- Opening Delimiter -

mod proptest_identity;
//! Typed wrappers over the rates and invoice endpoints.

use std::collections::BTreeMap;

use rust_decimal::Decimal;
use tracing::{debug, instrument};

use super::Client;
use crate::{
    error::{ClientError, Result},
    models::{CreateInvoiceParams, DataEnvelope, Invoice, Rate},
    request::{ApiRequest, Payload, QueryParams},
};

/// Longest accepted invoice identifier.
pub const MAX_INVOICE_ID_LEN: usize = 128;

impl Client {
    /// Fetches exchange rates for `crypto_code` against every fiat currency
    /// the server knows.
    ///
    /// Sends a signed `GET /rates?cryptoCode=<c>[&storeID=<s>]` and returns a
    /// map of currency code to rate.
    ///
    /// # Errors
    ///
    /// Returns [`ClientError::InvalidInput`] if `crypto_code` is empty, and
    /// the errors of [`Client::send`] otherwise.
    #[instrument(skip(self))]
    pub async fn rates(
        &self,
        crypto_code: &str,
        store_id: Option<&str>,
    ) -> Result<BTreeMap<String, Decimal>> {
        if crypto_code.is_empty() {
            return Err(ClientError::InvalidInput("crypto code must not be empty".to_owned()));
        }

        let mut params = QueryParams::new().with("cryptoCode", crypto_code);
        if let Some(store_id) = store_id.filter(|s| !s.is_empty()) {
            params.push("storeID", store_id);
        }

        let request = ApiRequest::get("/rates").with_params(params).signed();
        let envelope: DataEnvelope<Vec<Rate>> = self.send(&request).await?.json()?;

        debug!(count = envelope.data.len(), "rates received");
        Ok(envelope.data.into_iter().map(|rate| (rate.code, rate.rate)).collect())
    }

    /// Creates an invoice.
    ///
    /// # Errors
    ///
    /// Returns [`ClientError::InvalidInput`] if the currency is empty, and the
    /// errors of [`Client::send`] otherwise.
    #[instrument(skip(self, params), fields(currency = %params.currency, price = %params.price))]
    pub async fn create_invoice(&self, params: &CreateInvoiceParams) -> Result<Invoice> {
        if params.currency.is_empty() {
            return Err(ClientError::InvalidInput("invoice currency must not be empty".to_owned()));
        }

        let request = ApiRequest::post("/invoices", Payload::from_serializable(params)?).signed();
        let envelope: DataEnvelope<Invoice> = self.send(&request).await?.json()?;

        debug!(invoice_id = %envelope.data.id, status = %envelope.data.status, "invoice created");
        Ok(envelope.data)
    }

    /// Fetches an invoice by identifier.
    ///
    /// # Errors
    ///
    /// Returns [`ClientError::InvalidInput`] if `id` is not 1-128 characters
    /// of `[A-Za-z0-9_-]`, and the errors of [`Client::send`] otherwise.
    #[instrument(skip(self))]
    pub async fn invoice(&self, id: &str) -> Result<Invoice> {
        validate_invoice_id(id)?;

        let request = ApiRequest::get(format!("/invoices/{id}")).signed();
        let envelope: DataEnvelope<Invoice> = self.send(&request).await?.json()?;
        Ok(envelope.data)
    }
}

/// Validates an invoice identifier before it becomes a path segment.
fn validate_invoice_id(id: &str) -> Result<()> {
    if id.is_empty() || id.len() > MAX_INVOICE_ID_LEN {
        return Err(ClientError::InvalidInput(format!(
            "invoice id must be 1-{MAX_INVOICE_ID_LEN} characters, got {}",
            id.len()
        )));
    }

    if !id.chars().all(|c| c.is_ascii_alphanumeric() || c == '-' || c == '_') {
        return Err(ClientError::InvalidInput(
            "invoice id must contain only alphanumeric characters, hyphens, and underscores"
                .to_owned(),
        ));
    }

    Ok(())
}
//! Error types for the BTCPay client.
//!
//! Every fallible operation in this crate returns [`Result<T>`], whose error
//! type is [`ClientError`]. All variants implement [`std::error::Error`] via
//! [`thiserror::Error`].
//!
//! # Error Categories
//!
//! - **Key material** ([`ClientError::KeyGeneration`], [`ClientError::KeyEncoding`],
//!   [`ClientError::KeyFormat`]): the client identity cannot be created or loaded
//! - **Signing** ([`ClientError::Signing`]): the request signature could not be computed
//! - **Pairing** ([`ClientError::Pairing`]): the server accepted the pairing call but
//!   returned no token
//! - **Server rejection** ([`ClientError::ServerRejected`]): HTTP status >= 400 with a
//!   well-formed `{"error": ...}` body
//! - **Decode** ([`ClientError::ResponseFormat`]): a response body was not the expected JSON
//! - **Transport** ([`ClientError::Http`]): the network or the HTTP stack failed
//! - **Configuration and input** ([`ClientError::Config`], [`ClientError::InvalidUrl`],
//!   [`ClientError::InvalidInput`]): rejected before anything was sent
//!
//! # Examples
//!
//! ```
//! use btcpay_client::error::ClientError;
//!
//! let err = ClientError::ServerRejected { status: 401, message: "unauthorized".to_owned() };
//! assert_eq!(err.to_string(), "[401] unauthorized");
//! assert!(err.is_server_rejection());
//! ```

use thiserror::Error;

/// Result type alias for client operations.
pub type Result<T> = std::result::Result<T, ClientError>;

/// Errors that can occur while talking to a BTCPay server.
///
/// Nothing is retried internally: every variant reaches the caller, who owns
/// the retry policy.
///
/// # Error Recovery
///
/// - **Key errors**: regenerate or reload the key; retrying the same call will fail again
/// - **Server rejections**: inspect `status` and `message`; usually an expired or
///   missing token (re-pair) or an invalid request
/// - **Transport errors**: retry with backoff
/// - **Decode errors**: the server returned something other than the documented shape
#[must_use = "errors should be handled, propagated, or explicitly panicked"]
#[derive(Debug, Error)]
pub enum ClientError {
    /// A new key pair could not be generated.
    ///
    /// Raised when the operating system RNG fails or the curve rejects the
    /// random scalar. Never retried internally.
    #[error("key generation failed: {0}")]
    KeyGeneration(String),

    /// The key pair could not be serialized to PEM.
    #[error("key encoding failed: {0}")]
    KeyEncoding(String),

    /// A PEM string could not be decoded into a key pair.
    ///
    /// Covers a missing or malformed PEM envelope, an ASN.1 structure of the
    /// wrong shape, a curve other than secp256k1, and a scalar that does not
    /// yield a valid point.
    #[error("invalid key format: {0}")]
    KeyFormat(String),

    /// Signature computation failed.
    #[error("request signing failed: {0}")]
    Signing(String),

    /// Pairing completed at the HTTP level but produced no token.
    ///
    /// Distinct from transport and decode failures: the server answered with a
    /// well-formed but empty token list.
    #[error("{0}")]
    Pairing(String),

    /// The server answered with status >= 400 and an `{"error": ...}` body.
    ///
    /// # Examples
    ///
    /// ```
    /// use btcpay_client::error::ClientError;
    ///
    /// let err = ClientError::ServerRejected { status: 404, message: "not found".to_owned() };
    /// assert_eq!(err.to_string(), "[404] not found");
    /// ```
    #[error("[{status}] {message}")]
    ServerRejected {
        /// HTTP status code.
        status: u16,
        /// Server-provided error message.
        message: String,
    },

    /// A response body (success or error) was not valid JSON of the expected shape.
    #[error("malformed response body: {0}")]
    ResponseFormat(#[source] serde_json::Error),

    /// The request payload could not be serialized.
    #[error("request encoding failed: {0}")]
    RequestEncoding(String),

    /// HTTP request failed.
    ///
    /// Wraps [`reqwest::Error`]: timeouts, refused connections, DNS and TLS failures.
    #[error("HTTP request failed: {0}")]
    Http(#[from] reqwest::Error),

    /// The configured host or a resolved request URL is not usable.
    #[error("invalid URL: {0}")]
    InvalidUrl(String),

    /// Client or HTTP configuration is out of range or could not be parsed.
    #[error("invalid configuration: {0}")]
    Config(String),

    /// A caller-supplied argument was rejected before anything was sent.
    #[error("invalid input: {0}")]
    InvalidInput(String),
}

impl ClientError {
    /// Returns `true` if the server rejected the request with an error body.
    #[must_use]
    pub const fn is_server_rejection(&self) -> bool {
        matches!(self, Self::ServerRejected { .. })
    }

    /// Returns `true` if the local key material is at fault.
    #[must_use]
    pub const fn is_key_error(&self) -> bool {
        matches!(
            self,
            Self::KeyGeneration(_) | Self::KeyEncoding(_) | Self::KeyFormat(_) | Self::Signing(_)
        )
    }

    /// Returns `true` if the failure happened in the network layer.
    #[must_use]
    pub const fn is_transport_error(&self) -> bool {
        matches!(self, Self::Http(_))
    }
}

- Closing Delimiter -

Try it
Gather each line of the listing containing the word "material" and show it.

Reply to the task
//! - **Key material** ([`ClientError::KeyGeneration`], [`ClientError::KeyEncoding`],
    /// Returns `true` if the local key material is at fault.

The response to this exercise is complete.